2 juin. — Dîner à la campagne chez le maréchal de Ségur. L’archevêque de Bordeaux assiste au repas. On le dit intimement lié avec M. Necker. Nous causons un peu sur la politique, et je propose que le roi coupe le nœud gordien que les États généraux ne peuvent arriver à défaire, c’est-à-dire qu’il rédige lui-même la future constitution et qu’il la soumette à leur examen. Il croit que l’on sera obligé d’en venir à quelque expédient de ce genre. Je reviens à Paris, et sur mon chemin, j’admire le panorama de cette vaste cité, du haut d’une colline. Elle occupe un espace immense. Je fais un tour au Palais-Royal, puis je vais souper chez Mme de Flahaut. Je m’y ennuie à mourir et j’éprouve une difficulté extrême à rester éveillé.

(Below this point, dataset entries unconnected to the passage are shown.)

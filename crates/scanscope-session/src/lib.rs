/// ScanScope session controller.
///
/// Reconciles the scan engine's asynchronous notifications with the one
/// active scan session, keeps the live largest-files view, throttles
/// disk-usage queries, and records finished scans. Everything here runs on a
/// single thread; the engine and the usage service talk back through one
/// ordered channel. Data model and protocol types live in `scanscope-core`.
pub mod controller;
pub mod debounce;
pub mod error;
pub mod reconciler;
pub mod state;
pub mod throttle;

pub use controller::{SessionController, MAX_MESSAGES_PER_TICK};
pub use error::SessionError;
pub use reconciler::{admit, Admission, Reconciler, SessionContext, SessionPhase, StartOutcome};
pub use state::AppState;
pub use throttle::{RefreshReason, RefreshThrottler, RefreshTicket};
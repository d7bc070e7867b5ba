/// User-tunable limits and intervals.
///
/// Stored as `settings.json` in the ScanScope config directory. Missing keys
/// take their defaults, so older files keep loading as fields are added.
use crate::history::DEFAULT_HISTORY_CAPACITY;
use crate::model::DEFAULT_TOP_N;
use anyhow::{Context, Result};
use serde::{Deserialize, Serialize};
use std::env;
use std::fs;
use std::path::{Path, PathBuf};
use std::time::Duration;

/// Minimum spacing between two non-forced disk-usage queries.
pub const DEFAULT_REFRESH_MIN_INTERVAL_MS: u64 = 8_000;
/// Quiet period after the selected path changes before querying usage.
pub const DEFAULT_PATH_DEBOUNCE_MS: u64 = 250;
/// Quiet period after a create/remove burst before querying usage.
pub const DEFAULT_CHANGE_DEBOUNCE_MS: u64 = 900;

const APP_DIR_NAME: &str = "scanscope";
const SETTINGS_FILE_NAME: &str = "settings.json";
const DATA_DIR_ENV: &str = "SCANSCOPE_DATA_DIR";

#[derive(Debug, Clone, PartialEq, Eq, Serialize, Deserialize)]
#[serde(default)]
pub struct Settings {
    /// Capacity of the largest-files list.
    pub top_n: usize,
    /// Number of finished scans kept in the ledger.
    pub history_capacity: usize,
    pub refresh_min_interval_ms: u64,
    pub path_debounce_ms: u64,
    pub change_debounce_ms: u64,
    /// Where the scan ledger lives. Defaults to the platform data directory.
    pub data_dir: Option<PathBuf>,
}

impl Default for Settings {
    fn default() -> Self {
        Self {
            top_n: DEFAULT_TOP_N,
            history_capacity: DEFAULT_HISTORY_CAPACITY,
            refresh_min_interval_ms: DEFAULT_REFRESH_MIN_INTERVAL_MS,
            path_debounce_ms: DEFAULT_PATH_DEBOUNCE_MS,
            change_debounce_ms: DEFAULT_CHANGE_DEBOUNCE_MS,
            data_dir: None,
        }
    }
}

impl Settings {
    /// Load from the default location, writing defaults if the file is absent.
    pub fn load_or_init() -> Result<Self> {
        Self::load_or_init_at(&settings_path())
    }

    /// Load from `path`, writing defaults there if it does not exist yet.
    pub fn load_or_init_at(path: &Path) -> Result<Self> {
        if !path.exists() {
            let settings = Self::default();
            settings.save_to(path)?;
            return Ok(settings);
        }

        let raw = fs::read_to_string(path)
            .with_context(|| format!("failed to read {}", path.display()))?;
        let mut parsed: Settings = serde_json::from_str(&raw)
            .with_context(|| format!("invalid JSON in {}", path.display()))?;
        if parsed.normalize() {
            parsed.save_to(path)?;
        }
        Ok(parsed)
    }

    pub fn save_to(&self, path: &Path) -> Result<()> {
        if let Some(parent) = path.parent() {
            fs::create_dir_all(parent).with_context(|| {
                format!("failed to create config directory {}", parent.display())
            })?;
        }
        let data = serde_json::to_string_pretty(self)?;
        fs::write(path, data).with_context(|| format!("failed to write {}", path.display()))?;
        Ok(())
    }

    /// Directory holding the scan ledger.
    ///
    /// `SCANSCOPE_DATA_DIR` wins over the file setting, which wins over the
    /// platform data directory.
    pub fn resolved_data_dir(&self) -> PathBuf {
        if let Some(dir) = env::var_os(DATA_DIR_ENV).filter(|v| !v.is_empty()) {
            return PathBuf::from(dir);
        }
        if let Some(dir) = &self.data_dir {
            return dir.clone();
        }
        dirs::data_dir()
            .unwrap_or_else(env::temp_dir)
            .join(APP_DIR_NAME)
    }

    pub fn refresh_min_interval(&self) -> Duration {
        Duration::from_millis(self.refresh_min_interval_ms)
    }

    pub fn path_debounce(&self) -> Duration {
        Duration::from_millis(self.path_debounce_ms)
    }

    pub fn change_debounce(&self) -> Duration {
        Duration::from_millis(self.change_debounce_ms)
    }

    /// Clamp values that would make a component degenerate. Returns `true`
    /// if anything changed.
    fn normalize(&mut self) -> bool {
        let mut changed = false;
        if self.top_n == 0 {
            self.top_n = 1;
            changed = true;
        }
        if self.history_capacity == 0 {
            self.history_capacity = 1;
            changed = true;
        }
        if self.data_dir.as_ref().is_some_and(|d| d.as_os_str().is_empty()) {
            self.data_dir = None;
            changed = true;
        }
        changed
    }
}

/// `<config dir>/scanscope/settings.json`.
pub fn settings_path() -> PathBuf {
    dirs::config_dir()
        .unwrap_or_else(env::temp_dir)
        .join(APP_DIR_NAME)
        .join(SETTINGS_FILE_NAME)
}

#[cfg(test)]
mod tests {
    use super::*;
    use tempfile::TempDir;

    #[test]
    fn missing_file_is_initialised_with_defaults() {
        let tmp = TempDir::new().unwrap();
        let path = tmp.path().join("cfg").join(SETTINGS_FILE_NAME);
        let settings = Settings::load_or_init_at(&path).unwrap();
        assert_eq!(settings, Settings::default());
        assert!(path.exists());
    }

    #[test]
    fn partial_file_fills_in_defaults() {
        let tmp = TempDir::new().unwrap();
        let path = tmp.path().join(SETTINGS_FILE_NAME);
        fs::write(&path, r#"{"top_n": 20}"#).unwrap();
        let settings = Settings::load_or_init_at(&path).unwrap();
        assert_eq!(settings.top_n, 20);
        assert_eq!(settings.history_capacity, DEFAULT_HISTORY_CAPACITY);
        assert_eq!(settings.refresh_min_interval(), Duration::from_secs(8));
    }

    #[test]
    fn zero_capacities_are_clamped_and_saved() {
        let tmp = TempDir::new().unwrap();
        let path = tmp.path().join(SETTINGS_FILE_NAME);
        fs::write(&path, r#"{"top_n": 0, "history_capacity": 0}"#).unwrap();
        let settings = Settings::load_or_init_at(&path).unwrap();
        assert_eq!(settings.top_n, 1);
        assert_eq!(settings.history_capacity, 1);

        let reread: Settings = serde_json::from_str(&fs::read_to_string(&path).unwrap()).unwrap();
        assert_eq!(reread.top_n, 1);
    }

    #[test]
    fn invalid_json_is_an_error() {
        let tmp = TempDir::new().unwrap();
        let path = tmp.path().join(SETTINGS_FILE_NAME);
        fs::write(&path, "top_n = 3").unwrap();
        let err = Settings::load_or_init_at(&path).unwrap_err();
        assert!(err.to_string().contains("invalid JSON"));
    }
}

3 juin. — Je vais cet après-midi chez M. Jefferson. La conversation roule sur la politique. Il semble désespérer de voir jamais les États généraux faire quelque chose de bon ; cela vient de ce qu’il désire trop un gouvernement franchement républicain. Dans ce pays-ci, les littérateurs, examinant les abus de la monarchie, s’imaginent que tout ira d’autant mieux à l’avenir que l’on s’éloignera davantage des institutions actuelles, et, dans leurs cabinets, ils voient les hommes, tels qu’ils sont nécessaires à leurs systèmes. Malheureusement de tels hommes n’existent nulle part, et encore moins en France. Je suis plus que jamais persuadé que la forme de gouvernement qui m’a paru d’abord convenir le mieux à ce pays, sera finalement acceptée, peut-être pas exactement telle que je la voyais, mais sous une forme encore meilleure. Je prends en passant une tasse de thé au café du Palais-Royal, puis je vais au club de Valois, dont je suis membre depuis peu de temps. Rien de remarquable ici. Je vais chez Mme de Flahaut qui me retient à souper.